To do
Go through the entries one line at a time, and gather every line that has the word "TourConfirmation".
** Opening Data in this exercise block **
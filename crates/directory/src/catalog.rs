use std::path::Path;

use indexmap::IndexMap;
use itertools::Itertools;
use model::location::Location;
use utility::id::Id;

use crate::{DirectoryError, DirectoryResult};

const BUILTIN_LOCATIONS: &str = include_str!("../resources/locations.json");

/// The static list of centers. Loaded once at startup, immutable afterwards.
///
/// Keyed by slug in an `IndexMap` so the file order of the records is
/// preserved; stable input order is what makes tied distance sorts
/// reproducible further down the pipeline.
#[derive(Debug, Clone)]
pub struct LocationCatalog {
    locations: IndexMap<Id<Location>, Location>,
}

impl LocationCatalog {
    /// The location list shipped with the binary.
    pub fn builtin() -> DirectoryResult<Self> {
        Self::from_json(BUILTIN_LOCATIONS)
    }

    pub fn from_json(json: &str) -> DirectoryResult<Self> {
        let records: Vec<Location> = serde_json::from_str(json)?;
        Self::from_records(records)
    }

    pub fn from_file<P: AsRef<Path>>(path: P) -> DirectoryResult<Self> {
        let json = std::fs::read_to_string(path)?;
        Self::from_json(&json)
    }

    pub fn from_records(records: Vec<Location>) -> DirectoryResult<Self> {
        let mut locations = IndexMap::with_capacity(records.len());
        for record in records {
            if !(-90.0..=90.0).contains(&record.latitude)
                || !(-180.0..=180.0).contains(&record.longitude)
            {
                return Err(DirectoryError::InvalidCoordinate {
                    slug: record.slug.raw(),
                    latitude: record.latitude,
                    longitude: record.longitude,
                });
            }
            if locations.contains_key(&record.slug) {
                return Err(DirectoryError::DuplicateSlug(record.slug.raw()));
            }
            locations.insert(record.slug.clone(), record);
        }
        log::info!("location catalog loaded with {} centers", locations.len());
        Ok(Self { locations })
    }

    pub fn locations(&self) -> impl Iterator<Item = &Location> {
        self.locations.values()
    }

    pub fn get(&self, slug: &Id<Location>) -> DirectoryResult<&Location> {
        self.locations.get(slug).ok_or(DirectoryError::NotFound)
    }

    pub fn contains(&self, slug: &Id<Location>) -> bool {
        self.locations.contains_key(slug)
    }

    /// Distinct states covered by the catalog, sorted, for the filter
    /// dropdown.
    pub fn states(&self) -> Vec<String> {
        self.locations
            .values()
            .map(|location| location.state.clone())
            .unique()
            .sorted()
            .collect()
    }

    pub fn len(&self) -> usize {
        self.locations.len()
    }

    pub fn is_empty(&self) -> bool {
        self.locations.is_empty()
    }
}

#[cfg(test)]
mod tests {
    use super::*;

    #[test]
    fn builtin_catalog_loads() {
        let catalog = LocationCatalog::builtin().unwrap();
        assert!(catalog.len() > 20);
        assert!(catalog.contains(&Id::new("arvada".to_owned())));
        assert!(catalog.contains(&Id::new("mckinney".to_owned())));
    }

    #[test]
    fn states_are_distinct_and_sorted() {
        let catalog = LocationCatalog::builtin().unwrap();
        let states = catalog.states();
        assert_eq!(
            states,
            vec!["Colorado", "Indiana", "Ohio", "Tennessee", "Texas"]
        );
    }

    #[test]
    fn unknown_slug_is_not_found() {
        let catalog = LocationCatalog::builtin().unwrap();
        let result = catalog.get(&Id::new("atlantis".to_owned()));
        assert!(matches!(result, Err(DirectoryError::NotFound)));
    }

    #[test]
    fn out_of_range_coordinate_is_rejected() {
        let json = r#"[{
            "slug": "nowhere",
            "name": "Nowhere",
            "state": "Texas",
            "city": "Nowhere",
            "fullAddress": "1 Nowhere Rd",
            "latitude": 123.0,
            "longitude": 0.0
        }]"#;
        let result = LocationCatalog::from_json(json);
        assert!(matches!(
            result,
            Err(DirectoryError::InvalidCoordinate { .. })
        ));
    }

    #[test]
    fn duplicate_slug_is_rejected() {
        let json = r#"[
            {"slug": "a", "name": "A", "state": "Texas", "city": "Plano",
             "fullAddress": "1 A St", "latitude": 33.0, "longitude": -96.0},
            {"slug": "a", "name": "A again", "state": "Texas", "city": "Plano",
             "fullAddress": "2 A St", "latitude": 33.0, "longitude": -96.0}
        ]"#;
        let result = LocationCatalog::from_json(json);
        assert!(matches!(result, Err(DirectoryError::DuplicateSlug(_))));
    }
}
** Closing Data in this exercise block **
** Opening Data in this exercise block **
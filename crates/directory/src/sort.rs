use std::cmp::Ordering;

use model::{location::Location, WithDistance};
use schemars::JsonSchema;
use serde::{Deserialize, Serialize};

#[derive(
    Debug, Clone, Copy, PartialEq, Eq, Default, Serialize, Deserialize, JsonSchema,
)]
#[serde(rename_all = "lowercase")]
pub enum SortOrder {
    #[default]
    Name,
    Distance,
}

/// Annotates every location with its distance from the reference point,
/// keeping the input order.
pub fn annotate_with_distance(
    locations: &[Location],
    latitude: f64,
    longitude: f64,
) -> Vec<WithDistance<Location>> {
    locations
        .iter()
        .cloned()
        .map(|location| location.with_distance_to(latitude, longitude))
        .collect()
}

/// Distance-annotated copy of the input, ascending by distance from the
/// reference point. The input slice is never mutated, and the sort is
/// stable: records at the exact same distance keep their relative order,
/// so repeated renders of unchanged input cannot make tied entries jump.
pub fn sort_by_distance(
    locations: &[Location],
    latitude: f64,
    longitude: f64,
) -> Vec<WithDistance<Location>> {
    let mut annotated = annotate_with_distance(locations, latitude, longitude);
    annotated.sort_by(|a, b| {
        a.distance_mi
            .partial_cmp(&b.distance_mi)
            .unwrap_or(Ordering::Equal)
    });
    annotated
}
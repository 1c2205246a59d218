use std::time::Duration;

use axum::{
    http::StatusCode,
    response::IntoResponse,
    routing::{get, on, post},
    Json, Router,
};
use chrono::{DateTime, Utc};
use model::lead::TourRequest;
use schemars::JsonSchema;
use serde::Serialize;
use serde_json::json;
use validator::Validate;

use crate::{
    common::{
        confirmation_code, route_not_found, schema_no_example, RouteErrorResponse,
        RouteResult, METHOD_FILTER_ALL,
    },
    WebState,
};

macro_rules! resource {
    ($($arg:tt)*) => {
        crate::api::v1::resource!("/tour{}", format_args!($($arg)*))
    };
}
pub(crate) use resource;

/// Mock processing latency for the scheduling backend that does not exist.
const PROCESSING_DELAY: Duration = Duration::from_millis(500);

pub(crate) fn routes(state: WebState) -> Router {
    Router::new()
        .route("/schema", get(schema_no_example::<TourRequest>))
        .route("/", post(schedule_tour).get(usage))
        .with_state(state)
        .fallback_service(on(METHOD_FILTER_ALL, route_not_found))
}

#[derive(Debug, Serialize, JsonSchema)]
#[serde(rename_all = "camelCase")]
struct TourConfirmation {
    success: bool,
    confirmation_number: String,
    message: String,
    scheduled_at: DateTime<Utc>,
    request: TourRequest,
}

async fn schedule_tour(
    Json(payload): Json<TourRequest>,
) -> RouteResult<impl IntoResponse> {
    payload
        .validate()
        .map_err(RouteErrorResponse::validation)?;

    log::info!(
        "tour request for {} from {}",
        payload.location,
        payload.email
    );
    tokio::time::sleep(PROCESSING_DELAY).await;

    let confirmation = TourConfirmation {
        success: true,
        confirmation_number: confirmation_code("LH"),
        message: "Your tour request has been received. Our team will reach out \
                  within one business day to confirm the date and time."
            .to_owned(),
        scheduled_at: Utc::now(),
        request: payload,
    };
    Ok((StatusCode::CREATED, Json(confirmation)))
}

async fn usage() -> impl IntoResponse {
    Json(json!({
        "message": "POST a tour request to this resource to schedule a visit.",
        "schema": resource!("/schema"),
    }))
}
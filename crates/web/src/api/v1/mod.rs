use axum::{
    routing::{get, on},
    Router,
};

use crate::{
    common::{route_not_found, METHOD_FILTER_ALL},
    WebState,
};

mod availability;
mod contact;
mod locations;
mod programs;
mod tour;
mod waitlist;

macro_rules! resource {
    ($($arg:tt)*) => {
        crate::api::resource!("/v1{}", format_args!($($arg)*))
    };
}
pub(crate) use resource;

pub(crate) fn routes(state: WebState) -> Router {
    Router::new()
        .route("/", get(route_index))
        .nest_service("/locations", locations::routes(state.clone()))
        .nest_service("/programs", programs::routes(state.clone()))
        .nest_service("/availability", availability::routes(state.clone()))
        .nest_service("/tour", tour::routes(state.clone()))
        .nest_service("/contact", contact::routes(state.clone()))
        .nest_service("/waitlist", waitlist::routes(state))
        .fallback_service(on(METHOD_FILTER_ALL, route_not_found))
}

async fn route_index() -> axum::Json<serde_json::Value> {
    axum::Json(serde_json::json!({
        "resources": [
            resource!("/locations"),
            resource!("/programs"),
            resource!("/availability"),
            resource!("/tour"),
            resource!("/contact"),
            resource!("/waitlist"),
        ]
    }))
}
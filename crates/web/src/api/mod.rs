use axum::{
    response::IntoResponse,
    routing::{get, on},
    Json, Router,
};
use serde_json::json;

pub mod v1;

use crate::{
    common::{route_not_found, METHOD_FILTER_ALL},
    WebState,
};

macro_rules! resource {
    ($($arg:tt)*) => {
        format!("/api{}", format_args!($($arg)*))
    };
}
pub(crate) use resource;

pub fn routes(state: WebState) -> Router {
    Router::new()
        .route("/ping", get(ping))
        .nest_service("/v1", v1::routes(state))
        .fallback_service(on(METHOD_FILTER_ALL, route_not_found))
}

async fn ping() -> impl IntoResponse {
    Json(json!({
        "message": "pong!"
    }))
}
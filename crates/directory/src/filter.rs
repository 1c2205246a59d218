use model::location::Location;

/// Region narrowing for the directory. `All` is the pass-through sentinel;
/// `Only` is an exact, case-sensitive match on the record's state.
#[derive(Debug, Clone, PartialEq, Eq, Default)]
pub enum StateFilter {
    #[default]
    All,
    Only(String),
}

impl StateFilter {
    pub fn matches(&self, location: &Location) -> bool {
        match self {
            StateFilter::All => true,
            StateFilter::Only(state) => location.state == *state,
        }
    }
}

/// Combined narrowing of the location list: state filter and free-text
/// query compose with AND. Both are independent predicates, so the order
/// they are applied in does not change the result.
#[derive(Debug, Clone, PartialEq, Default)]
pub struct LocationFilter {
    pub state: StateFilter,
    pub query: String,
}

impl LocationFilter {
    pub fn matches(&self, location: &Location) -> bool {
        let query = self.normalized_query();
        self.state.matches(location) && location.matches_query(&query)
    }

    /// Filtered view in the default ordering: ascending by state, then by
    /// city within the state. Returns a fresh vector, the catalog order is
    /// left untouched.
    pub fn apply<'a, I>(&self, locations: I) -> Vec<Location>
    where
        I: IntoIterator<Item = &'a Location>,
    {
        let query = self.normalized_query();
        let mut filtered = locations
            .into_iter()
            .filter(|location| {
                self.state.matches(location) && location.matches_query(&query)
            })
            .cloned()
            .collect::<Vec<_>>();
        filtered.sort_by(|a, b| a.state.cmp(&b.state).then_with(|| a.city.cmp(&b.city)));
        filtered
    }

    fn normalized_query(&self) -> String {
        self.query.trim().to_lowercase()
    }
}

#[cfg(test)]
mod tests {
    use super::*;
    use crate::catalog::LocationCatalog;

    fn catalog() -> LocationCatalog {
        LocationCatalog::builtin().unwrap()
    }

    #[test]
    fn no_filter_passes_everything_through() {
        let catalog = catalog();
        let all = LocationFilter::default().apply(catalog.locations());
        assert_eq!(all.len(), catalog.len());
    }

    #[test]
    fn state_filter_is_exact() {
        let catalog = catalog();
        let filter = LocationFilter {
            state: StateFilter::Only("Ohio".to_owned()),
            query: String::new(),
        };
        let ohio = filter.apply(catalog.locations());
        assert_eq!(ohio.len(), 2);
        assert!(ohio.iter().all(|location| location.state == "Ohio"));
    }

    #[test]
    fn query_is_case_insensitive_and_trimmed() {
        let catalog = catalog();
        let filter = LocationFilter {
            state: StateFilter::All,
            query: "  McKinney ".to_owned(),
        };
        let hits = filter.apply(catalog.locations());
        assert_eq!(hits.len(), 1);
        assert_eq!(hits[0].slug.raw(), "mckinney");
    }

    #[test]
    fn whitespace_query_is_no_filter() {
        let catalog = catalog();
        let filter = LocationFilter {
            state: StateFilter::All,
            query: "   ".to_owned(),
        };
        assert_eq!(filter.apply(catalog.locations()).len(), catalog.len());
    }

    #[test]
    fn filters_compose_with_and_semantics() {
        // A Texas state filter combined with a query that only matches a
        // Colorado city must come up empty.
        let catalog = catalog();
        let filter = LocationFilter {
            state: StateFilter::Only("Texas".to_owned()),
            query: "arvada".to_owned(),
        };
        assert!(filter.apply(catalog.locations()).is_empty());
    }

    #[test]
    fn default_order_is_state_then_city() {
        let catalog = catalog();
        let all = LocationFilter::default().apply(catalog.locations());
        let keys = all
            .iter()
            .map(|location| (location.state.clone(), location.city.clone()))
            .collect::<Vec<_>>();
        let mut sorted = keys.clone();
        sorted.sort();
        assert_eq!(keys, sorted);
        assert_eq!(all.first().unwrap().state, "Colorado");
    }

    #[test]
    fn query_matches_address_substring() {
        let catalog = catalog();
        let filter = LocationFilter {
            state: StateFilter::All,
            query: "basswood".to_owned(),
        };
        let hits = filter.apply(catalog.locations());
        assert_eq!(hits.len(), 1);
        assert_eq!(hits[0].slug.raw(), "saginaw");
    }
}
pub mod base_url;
** Closing Data in this exercise block **
** Opening Data in this exercise block **
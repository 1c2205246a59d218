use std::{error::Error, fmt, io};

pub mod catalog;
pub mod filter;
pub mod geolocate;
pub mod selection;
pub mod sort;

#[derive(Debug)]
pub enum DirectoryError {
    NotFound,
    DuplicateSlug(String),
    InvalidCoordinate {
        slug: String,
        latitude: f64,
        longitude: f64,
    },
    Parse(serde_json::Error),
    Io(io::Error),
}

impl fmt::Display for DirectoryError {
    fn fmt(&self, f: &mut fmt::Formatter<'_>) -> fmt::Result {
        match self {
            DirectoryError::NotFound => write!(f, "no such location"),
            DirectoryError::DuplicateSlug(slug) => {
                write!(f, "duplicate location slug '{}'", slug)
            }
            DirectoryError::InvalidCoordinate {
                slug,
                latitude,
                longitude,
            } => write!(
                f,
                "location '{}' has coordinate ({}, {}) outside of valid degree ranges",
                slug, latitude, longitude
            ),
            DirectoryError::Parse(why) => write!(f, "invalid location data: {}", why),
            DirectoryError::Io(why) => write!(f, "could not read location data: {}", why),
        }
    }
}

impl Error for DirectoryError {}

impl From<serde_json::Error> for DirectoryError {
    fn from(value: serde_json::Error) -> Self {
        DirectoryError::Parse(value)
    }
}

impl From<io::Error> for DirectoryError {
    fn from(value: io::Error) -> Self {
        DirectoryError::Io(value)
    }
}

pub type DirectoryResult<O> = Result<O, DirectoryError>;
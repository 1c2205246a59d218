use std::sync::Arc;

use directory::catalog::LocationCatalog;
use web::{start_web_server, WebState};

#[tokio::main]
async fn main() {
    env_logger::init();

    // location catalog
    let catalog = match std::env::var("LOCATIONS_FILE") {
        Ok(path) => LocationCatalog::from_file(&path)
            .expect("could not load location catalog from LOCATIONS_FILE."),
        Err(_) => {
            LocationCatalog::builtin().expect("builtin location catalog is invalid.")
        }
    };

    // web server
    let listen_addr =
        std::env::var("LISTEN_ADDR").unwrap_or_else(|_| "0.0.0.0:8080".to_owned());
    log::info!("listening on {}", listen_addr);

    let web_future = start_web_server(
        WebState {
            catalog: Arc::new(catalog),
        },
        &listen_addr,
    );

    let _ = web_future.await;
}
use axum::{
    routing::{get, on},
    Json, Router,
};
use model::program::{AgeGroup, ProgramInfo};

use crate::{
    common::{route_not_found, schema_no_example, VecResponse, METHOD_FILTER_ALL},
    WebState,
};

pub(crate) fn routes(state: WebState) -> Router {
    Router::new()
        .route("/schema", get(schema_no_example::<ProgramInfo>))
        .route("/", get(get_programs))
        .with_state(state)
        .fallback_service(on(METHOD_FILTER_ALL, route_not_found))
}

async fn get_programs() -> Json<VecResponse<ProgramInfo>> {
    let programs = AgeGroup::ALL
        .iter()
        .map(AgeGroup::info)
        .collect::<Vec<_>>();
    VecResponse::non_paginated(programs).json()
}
** Closing Data in this exercise block **
Result for this task
struct TourConfirmation {
    let confirmation = TourConfirmation {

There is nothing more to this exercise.